Purpose: Prompts the learner to define their own specific implementation steps.

Instructions: Include frameworks or prompts. Avoid prescribing behavior — see Tips_Tricks or Action_Plan for that.


Action_Plan

Status: ✅ Enabled

Purpose: Helps the learner structure next steps into clear actions or routines.

Instructions: Include templates or checklist formats. Do not explain theory — only actions.

⚠️ Downloadable PDF is not available. Give instructions to the learner to take a pen and a piece of paper and write down their plan.


Value_add

Status: ✅ Enabled

Purpose: Reinforces the benefit of consistent application.

Instructions: Explain how mastering the concept contributes to long-term value. Do not explain the concept itself — only its payoff.


Assessment

Knowledge_Assessment

Status: ✅ Enabled Placement: Distribute evenly throughout the topic — not only at the end

Purpose: Evaluates learner understanding through quizzes, tasks, or practical applications. Supports learner focus.

Instructions: Design tasks or questions with defined correct answers to test understanding of the concepts and add interactivity. Avoid superficial questions. Can be interactive.

Recommended formats: ChoiceQuestions, FillTheBlanks, QuestionWithFeedback, Artifact


Self_Assessment

Status: ✅ Enabled Placement: Distribute evenly throughout the topic — not only at the end

Purpose: Encourages students to evaluate their own situation in light of new knowledge by asking leading questions.

Instructions: Design tasks or questions without correct answers. Maximum 3 questions. Can be interactive.

Recommended formats: QuestionWithFeedback, Artifact (diagnostic) Do not use ChoiceQuestions for self-assessments.


Final_Assessment

Status: ⛔ Disabled Placement: At the end of the whole course, before Learning_Outcomes

Purpose: Scores the acquisition of knowledge gained throughout the learning process.

⚠️ Disabled. Do not use in course outlines or content plans. Can be re-enabled via the Enabled flag.

Instructions: Design 10–20 questions covering all course topics, aligned with learning objectives. Create a quiz with these questions. Avoid teaching or feedback.


Structural

Whats_Next

Status: ✅ Enabled Placement: At the end of every non-final topic except the fixed welcome topic. Do not use in a module-final or course-final topic. Always use a pure text format; never use a video format.

Purpose: Bridge that creates a logical connection between topics — explains why concepts are related and how they help achieve learning objectives.

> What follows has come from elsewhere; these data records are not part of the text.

use alloc::vec::Vec;

use super::handle::Handle;

/// Slot storage for tree nodes.
///
/// The arena is the sole owner of every node; the tree refers to nodes only through [`Handle`]s. Freed slots go
/// on a free list and are reused by later allocations, so splits and merges churning the same region of the tree
/// do not grow the backing vector.
#[derive(Clone)]
pub(crate) struct Arena<T> {
    slots: Vec<Option<T>>,
    free: Vec<Handle>,
}

impl<T> Arena<T> {
    pub(crate) const fn new() -> Self {
        Self {
            slots: Vec::new(),
            free: Vec::new(),
        }
    }

    /// Number of live elements.
    #[cfg(test)]
    pub(crate) const fn len(&self) -> usize {
        self.slots.len().saturating_sub(self.free.len())
    }

    pub(crate) fn alloc(&mut self, element: T) -> Handle {
        if let Some(handle) = self.free.pop() {
            self.slots[handle.to_index()] = Some(element);
            return handle;
        }

        assert!(
            self.slots.len() <= Handle::MAX,
            "`Arena::alloc()` - arena is at maximum capacity ({})",
            Handle::MAX + 1
        );
        self.slots.push(Some(element));
        Handle::from_index(self.slots.len() - 1)
    }

    #[inline]
    pub(crate) fn get(&self, handle: Handle) -> &T {
        self.slots[handle.to_index()].as_ref().expect("`Arena::get()` - `handle` is invalid!")
    }

    #[inline]
    pub(crate) fn get_mut(&mut self, handle: Handle) -> &mut T {
        self.slots[handle.to_index()].as_mut().expect("`Arena::get_mut()` - `handle` is invalid!")
    }

    /// Removes the element, returning it and recycling its slot.
    pub(crate) fn take(&mut self, handle: Handle) -> T {
        let element = self.slots[handle.to_index()].take().expect("`Arena::take()` - `handle` is invalid!");
        self.free.push(handle);
        element
    }

    pub(crate) fn free(&mut self, handle: Handle) {
        drop(self.take(handle));
    }

    pub(crate) fn clear(&mut self) {
        self.slots.clear();
        self.free.clear();
    }
}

Instructions: Mention the progress made and give the learner appreciation for their effort (a little familiarity is acceptable). Explain why this ties with the next topic. Add explicit narrative links between topics/modules. Align with learning objectives. Section limit: 30–80 tokens. Use a pure text format only. Never plan or render this section as video.


Key_takeaways

Status: ✅ Enabled Placement: At the end of the final topic of every non-last module. Do not use together with Whats_Next. Do not use in the final topic of the whole course.

Purpose: Condenses the main insights from a module into a summary.

Instructions: Use text with bullet format. NOT video. Avoid restating full definitions or case study content.


Learning_Outcomes

Status: ✅ Enabled Placement: At the end of the whole course, immediately before Reference_List

Purpose: Concludes the course by translating the completed learning journey into clear learner outcomes aligned with the course learning objectives.

Instructions: Always use a video format.

List outcomes aligned with the learning objectives, but phrase them as what the learner can now understand, recognize, explain, apply, or do after completing the course.

This section may briefly consolidate the course at a high level, but do NOT turn it into a module-by-module recap, a bullet summary of all sections, or a Key_takeaways replacement in tone or structure.

Avoid general flow explanations. Avoid restating full definitions, examples, or case study content. Focus on the learner's resulting capability, confidence, and readiness to act.


Reference_List

Status: ✅ Enabled Placement: Final section of the whole course, immediately after Learning_Outcomes

Purpose: Curated set of additional sources or tools.

Instructions: Provide links, titles, or short annotations. No summaries or further instruction here.